PROVIDED RECORDS:
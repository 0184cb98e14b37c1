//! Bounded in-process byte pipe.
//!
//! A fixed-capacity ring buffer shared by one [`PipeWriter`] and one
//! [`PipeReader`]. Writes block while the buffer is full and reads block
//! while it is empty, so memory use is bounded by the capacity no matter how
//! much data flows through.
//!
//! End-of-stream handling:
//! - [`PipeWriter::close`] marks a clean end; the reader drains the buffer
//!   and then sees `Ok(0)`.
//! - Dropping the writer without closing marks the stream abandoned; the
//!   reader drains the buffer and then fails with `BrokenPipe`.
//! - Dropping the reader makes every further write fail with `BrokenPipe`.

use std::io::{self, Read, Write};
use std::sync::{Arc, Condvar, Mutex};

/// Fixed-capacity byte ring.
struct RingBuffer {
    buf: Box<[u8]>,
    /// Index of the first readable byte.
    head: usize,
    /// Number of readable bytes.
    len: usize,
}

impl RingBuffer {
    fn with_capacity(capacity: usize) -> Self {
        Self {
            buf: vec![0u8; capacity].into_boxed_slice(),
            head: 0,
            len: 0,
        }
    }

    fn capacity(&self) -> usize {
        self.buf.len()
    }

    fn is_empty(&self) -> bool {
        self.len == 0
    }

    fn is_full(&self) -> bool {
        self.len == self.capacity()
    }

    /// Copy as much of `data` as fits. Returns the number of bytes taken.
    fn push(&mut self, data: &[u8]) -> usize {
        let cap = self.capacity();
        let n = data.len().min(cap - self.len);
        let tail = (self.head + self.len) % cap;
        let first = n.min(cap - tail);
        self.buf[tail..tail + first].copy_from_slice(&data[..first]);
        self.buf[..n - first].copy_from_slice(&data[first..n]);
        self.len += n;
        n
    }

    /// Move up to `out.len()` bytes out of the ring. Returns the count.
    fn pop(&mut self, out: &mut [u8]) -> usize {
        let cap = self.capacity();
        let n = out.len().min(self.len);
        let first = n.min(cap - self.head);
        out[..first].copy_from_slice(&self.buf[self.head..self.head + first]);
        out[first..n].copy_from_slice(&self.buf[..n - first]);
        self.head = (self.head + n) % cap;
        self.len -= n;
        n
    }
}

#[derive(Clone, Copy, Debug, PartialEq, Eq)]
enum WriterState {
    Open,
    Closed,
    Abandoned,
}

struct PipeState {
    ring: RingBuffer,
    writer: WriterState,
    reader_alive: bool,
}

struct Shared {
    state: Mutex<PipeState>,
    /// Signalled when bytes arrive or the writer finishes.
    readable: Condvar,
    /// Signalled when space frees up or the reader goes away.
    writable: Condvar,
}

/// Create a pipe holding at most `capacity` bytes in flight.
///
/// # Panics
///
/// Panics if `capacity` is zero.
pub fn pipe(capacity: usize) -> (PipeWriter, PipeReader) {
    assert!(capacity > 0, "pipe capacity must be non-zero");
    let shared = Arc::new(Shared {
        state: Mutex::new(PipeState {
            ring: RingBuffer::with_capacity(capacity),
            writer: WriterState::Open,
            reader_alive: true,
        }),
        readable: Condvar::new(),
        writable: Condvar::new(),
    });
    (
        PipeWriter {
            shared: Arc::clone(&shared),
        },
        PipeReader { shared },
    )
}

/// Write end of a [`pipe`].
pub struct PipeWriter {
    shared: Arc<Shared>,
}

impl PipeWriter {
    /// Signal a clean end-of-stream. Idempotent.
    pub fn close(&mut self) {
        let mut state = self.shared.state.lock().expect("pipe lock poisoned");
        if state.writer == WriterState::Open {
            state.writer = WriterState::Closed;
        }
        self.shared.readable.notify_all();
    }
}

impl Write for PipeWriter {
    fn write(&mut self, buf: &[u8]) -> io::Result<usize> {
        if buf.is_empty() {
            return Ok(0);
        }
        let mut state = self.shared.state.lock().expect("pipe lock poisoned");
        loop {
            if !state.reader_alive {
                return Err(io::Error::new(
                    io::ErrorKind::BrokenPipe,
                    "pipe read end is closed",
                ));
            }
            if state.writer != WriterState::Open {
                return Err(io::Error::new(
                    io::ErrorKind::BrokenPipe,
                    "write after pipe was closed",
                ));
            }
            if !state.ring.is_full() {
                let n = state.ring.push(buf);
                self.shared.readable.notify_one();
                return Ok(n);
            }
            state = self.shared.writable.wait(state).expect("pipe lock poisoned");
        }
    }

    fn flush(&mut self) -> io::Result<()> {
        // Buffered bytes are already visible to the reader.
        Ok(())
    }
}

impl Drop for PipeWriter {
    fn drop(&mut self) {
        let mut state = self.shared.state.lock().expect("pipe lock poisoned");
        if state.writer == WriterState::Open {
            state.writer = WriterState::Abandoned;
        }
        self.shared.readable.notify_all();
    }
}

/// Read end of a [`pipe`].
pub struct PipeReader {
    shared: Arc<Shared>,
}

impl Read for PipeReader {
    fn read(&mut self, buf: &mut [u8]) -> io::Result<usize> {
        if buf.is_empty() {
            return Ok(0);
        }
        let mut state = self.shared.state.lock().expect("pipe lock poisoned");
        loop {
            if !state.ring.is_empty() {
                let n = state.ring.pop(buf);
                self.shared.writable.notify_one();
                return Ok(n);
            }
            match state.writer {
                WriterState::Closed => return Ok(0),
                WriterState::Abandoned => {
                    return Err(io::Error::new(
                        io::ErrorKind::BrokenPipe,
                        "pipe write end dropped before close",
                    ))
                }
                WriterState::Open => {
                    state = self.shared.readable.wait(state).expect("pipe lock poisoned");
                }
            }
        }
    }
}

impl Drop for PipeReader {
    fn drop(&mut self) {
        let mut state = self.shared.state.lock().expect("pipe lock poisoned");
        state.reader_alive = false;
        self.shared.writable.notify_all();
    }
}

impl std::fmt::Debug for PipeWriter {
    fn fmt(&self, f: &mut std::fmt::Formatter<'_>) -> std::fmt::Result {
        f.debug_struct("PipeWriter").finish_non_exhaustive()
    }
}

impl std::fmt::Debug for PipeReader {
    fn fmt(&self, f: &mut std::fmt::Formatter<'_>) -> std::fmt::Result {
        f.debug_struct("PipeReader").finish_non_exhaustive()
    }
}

TO DO: Transcribe the full listing above without leaving anything out.

ANSWER TO THE PROBLEM:
repository 0184cb98e14b37c1
//! Bounded in-process byte pipe.
//!
//! A fixed-capacity ring buffer shared by one [`PipeWriter`] and one
//! [`PipeReader`]. Writes block while the buffer is full and reads block
//! while it is empty, so memory use is bounded by the capacity no matter how
//! much data flows through.
//!
//! End-of-stream handling:
//! - [`PipeWriter::close`] marks a clean end; the reader drains the buffer
//!   and then sees `Ok(0)`.
//! - Dropping the writer without closing marks the stream abandoned; the
//!   reader drains the buffer and then fails with `BrokenPipe`.
//! - Dropping the reader makes every further write fail with `BrokenPipe`.

use std::io::{self, Read, Write};
use std::sync::{Arc, Condvar, Mutex};

/// Fixed-capacity byte ring.
struct RingBuffer {
    buf: Box<[u8]>,
    /// Index of the first readable byte.
    head: usize,
    /// Number of readable bytes.
    len: usize,
}

impl RingBuffer {
    fn with_capacity(capacity: usize) -> Self {
        Self {
            buf: vec![0u8; capacity].into_boxed_slice(),
            head: 0,
            len: 0,
        }
    }

    fn capacity(&self) -> usize {
        self.buf.len()
    }

    fn is_empty(&self) -> bool {
        self.len == 0
    }

    fn is_full(&self) -> bool {
        self.len == self.capacity()
    }

    /// Copy as much of `data` as fits. Returns the number of bytes taken.
    fn push(&mut self, data: &[u8]) -> usize {
        let cap = self.capacity();
        let n = data.len().min(cap - self.len);
        let tail = (self.head + self.len) % cap;
        let first = n.min(cap - tail);
        self.buf[tail..tail + first].copy_from_slice(&data[..first]);
        self.buf[..n - first].copy_from_slice(&data[first..n]);
        self.len += n;
        n
    }

    /// Move up to `out.len()` bytes out of the ring. Returns the count.
    fn pop(&mut self, out: &mut [u8]) -> usize {
        let cap = self.capacity();
        let n = out.len().min(self.len);
        let first = n.min(cap - self.head);
        out[..first].copy_from_slice(&self.buf[self.head..self.head + first]);
        out[first..n].copy_from_slice(&self.buf[..n - first]);
        self.head = (self.head + n) % cap;
        self.len -= n;
        n
    }
}

#[derive(Clone, Copy, Debug, PartialEq, Eq)]
enum WriterState {
    Open,
    Closed,
    Abandoned,
}

struct PipeState {
    ring: RingBuffer,
    writer: WriterState,
    reader_alive: bool,
}

struct Shared {
    state: Mutex<PipeState>,
    /// Signalled when bytes arrive or the writer finishes.
    readable: Condvar,
    /// Signalled when space frees up or the reader goes away.
    writable: Condvar,
}

/// Create a pipe holding at most `capacity` bytes in flight.
///
/// # Panics
///
/// Panics if `capacity` is zero.
pub fn pipe(capacity: usize) -> (PipeWriter, PipeReader) {
    assert!(capacity > 0, "pipe capacity must be non-zero");
    let shared = Arc::new(Shared {
        state: Mutex::new(PipeState {
            ring: RingBuffer::with_capacity(capacity),
            writer: WriterState::Open,
            reader_alive: true,
        }),
        readable: Condvar::new(),
        writable: Condvar::new(),
    });
    (
        PipeWriter {
            shared: Arc::clone(&shared),
        },
        PipeReader { shared },
    )
}

/// Write end of a [`pipe`].
pub struct PipeWriter {
    shared: Arc<Shared>,
}

impl PipeWriter {
    /// Signal a clean end-of-stream. Idempotent.
    pub fn close(&mut self) {
        let mut state = self.shared.state.lock().expect("pipe lock poisoned");
        if state.writer == WriterState::Open {
            state.writer = WriterState::Closed;
        }
        self.shared.readable.notify_all();
    }
}

impl Write for PipeWriter {
    fn write(&mut self, buf: &[u8]) -> io::Result<usize> {
        if buf.is_empty() {
            return Ok(0);
        }
        let mut state = self.shared.state.lock().expect("pipe lock poisoned");
        loop {
            if !state.reader_alive {
                return Err(io::Error::new(
                    io::ErrorKind::BrokenPipe,
                    "pipe read end is closed",
                ));
            }
            if state.writer != WriterState::Open {
                return Err(io::Error::new(
                    io::ErrorKind::BrokenPipe,
                    "write after pipe was closed",
                ));
            }
            if !state.ring.is_full() {
                let n = state.ring.push(buf);
                self.shared.readable.notify_one();
                return Ok(n);
            }
            state = self.shared.writable.wait(state).expect("pipe lock poisoned");
        }
    }

    fn flush(&mut self) -> io::Result<()> {
        // Buffered bytes are already visible to the reader.
        Ok(())
    }
}

impl Drop for PipeWriter {
    fn drop(&mut self) {
        let mut state = self.shared.state.lock().expect("pipe lock poisoned");
        if state.writer == WriterState::Open {
            state.writer = WriterState::Abandoned;
        }
        self.shared.readable.notify_all();
    }
}

/// Read end of a [`pipe`].
pub struct PipeReader {
    shared: Arc<Shared>,
}

impl Read for PipeReader {
    fn read(&mut self, buf: &mut [u8]) -> io::Result<usize> {
        if buf.is_empty() {
            return Ok(0);
        }
        let mut state = self.shared.state.lock().expect("pipe lock poisoned");
        loop {
            if !state.ring.is_empty() {
                let n = state.ring.pop(buf);
                self.shared.writable.notify_one();
                return Ok(n);
            }
            match state.writer {
                WriterState::Closed => return Ok(0),
                WriterState::Abandoned => {
                    return Err(io::Error::new(
                        io::ErrorKind::BrokenPipe,
                        "pipe write end dropped before close",
                    ))
                }
                WriterState::Open => {
                    state = self.shared.readable.wait(state).expect("pipe lock poisoned");
                }
            }
        }
    }
}

impl Drop for PipeReader {
    fn drop(&mut self) {
        let mut state = self.shared.state.lock().expect("pipe lock poisoned");
        state.reader_alive = false;
        self.shared.writable.notify_all();
    }
}

impl std::fmt::Debug for PipeWriter {
    fn fmt(&self, f: &mut std::fmt::Formatter<'_>) -> std::fmt::Result {
        f.debug_struct("PipeWriter").finish_non_exhaustive()
    }
}

impl std::fmt::Debug for PipeReader {
    fn fmt(&self, f: &mut std::fmt::Formatter<'_>) -> std::fmt::Result {
        f.debug_struct("PipeReader").finish_non_exhaustive()
    }
}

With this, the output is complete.